++++ Dataset extract ++++

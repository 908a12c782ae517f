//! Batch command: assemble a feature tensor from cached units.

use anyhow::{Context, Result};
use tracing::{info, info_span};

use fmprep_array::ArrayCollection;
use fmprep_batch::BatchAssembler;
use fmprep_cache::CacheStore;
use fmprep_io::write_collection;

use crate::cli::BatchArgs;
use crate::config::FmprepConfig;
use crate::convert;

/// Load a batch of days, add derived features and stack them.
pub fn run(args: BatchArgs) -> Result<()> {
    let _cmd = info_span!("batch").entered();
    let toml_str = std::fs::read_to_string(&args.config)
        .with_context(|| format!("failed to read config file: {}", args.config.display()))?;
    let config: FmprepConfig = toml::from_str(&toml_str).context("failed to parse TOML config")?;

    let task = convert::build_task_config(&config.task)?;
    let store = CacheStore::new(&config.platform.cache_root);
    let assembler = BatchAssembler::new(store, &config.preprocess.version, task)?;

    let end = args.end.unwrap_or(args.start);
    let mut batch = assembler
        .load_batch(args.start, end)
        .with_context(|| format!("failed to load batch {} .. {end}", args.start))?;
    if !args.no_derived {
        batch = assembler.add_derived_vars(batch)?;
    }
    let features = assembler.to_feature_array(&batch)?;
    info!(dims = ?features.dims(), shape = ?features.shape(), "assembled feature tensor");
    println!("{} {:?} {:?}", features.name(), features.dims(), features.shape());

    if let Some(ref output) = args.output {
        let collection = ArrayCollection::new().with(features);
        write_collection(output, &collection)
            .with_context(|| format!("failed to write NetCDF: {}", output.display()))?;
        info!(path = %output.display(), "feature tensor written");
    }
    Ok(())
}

++++
++++ Dataset extract ++++

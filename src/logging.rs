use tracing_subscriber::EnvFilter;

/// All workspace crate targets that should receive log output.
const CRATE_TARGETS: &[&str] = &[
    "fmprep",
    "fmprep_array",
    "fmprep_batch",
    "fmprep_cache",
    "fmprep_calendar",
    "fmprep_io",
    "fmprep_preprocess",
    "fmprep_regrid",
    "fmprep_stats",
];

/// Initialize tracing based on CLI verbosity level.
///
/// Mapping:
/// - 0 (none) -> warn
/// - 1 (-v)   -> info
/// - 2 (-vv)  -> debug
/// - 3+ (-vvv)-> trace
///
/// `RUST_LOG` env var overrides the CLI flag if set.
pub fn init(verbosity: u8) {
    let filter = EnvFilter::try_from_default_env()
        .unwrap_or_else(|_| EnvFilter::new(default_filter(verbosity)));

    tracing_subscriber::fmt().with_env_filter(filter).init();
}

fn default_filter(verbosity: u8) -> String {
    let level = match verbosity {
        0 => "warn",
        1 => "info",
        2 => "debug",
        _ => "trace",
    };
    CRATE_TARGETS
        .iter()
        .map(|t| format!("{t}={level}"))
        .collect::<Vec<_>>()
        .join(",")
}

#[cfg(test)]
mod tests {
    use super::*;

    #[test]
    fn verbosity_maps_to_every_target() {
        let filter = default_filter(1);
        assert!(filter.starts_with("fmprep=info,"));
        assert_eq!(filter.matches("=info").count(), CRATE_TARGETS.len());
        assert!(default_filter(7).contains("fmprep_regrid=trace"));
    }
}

++++

**Exercise**.
The word "ArrayCollection" may appear in several lines of the data; copy every line where it does.

**Reply**.
use fmprep_array::ArrayCollection;
        let collection = ArrayCollection::new().with(features);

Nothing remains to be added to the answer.